Dataset excerpts —
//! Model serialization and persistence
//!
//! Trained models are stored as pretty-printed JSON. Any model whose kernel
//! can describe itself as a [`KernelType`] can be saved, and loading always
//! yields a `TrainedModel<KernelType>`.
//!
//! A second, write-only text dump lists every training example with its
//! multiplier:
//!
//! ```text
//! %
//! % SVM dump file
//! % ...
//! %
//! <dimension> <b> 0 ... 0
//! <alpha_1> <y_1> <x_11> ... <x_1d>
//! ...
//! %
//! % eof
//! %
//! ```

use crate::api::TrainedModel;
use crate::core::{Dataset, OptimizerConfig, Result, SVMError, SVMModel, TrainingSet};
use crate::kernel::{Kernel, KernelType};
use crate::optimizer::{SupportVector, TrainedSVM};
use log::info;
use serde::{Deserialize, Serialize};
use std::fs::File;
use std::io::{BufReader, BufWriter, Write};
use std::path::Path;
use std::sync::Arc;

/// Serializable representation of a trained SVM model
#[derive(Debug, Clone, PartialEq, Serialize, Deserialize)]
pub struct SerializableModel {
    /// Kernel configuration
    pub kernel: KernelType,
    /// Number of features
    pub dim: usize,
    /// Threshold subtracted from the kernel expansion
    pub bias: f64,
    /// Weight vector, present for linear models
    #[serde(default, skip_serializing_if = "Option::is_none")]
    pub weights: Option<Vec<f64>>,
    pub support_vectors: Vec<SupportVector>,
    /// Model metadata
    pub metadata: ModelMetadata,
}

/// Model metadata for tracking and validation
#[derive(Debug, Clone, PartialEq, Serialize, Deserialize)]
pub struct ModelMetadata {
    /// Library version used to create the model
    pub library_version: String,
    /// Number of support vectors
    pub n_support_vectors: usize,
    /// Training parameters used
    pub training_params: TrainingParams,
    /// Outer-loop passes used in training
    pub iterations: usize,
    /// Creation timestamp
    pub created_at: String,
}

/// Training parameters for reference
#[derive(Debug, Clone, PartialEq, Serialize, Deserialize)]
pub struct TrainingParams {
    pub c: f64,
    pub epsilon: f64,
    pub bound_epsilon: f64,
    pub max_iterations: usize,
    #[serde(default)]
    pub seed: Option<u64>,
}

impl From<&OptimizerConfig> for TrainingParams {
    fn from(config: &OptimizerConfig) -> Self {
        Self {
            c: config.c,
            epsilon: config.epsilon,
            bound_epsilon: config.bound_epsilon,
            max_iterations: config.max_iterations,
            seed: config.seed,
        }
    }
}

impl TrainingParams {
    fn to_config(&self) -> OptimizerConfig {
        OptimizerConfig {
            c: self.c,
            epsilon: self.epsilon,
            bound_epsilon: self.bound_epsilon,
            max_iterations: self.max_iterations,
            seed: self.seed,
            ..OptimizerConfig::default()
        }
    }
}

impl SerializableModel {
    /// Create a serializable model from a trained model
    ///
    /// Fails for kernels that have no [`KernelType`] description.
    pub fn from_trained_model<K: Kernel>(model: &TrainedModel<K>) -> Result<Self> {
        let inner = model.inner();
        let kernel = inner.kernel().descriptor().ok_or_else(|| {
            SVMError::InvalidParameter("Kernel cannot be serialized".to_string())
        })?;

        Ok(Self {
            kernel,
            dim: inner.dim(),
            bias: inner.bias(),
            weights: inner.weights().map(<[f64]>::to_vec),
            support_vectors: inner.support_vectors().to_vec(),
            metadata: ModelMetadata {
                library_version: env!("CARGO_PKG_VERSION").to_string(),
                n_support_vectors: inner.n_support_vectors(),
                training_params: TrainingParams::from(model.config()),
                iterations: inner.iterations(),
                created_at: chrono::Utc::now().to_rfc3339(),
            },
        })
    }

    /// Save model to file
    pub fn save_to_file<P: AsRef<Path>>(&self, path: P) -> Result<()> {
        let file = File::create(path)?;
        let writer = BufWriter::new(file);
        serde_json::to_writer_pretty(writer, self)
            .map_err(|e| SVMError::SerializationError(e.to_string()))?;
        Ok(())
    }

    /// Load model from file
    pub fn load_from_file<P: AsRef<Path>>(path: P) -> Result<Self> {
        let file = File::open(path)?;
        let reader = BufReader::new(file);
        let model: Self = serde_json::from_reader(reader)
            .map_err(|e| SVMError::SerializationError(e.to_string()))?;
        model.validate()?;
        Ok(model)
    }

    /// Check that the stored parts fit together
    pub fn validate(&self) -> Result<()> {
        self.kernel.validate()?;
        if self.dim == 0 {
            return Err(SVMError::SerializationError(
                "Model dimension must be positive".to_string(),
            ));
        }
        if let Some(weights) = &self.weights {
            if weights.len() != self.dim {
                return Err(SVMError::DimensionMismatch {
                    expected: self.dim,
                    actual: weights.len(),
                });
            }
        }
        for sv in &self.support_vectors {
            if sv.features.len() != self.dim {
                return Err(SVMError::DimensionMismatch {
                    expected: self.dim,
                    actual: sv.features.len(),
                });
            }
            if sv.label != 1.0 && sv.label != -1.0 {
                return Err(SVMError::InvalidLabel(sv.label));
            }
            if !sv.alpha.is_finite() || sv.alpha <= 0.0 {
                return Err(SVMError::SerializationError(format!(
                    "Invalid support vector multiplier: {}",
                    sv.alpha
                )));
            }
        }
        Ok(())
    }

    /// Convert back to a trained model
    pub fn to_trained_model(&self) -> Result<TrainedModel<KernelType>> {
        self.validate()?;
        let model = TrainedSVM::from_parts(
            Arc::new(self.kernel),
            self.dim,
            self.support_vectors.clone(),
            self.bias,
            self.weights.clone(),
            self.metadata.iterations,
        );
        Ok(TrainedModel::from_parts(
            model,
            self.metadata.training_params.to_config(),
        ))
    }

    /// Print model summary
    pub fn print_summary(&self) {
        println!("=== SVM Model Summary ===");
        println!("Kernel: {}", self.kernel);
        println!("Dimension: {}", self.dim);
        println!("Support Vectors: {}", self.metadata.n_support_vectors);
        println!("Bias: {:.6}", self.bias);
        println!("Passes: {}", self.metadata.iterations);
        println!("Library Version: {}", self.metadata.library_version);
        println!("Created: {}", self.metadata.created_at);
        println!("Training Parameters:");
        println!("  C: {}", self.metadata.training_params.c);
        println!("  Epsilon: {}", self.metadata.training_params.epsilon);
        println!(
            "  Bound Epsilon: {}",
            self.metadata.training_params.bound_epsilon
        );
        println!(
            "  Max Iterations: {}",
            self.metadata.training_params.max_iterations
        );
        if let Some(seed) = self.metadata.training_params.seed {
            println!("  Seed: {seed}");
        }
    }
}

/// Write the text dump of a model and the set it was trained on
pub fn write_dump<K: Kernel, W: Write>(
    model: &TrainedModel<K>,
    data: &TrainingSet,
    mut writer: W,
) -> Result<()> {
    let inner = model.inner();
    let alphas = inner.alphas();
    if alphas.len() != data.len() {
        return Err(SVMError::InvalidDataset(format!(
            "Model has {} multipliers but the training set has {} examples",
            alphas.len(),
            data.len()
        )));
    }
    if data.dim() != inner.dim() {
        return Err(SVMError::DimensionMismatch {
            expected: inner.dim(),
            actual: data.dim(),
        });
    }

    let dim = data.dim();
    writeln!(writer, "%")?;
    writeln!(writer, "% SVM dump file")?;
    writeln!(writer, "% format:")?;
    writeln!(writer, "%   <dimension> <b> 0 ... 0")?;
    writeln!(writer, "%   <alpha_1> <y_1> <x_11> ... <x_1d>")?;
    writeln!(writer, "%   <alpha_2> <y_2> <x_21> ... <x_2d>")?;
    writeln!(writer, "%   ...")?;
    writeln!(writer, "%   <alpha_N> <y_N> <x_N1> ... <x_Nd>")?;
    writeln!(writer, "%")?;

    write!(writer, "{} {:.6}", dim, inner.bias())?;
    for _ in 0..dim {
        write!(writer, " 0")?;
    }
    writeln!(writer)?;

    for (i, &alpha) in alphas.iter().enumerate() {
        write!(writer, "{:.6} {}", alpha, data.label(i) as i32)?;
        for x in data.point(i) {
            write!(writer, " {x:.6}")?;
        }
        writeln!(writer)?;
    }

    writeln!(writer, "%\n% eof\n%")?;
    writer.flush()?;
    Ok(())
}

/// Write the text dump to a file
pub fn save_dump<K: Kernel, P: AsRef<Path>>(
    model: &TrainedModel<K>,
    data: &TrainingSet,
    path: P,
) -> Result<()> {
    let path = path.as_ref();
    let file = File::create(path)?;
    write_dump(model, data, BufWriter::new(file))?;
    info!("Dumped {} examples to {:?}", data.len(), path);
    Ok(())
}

Instructions for the task — Please report how many lines of the entries above contain the string "TrainingParams". Reply with only the number.

Written answer — 5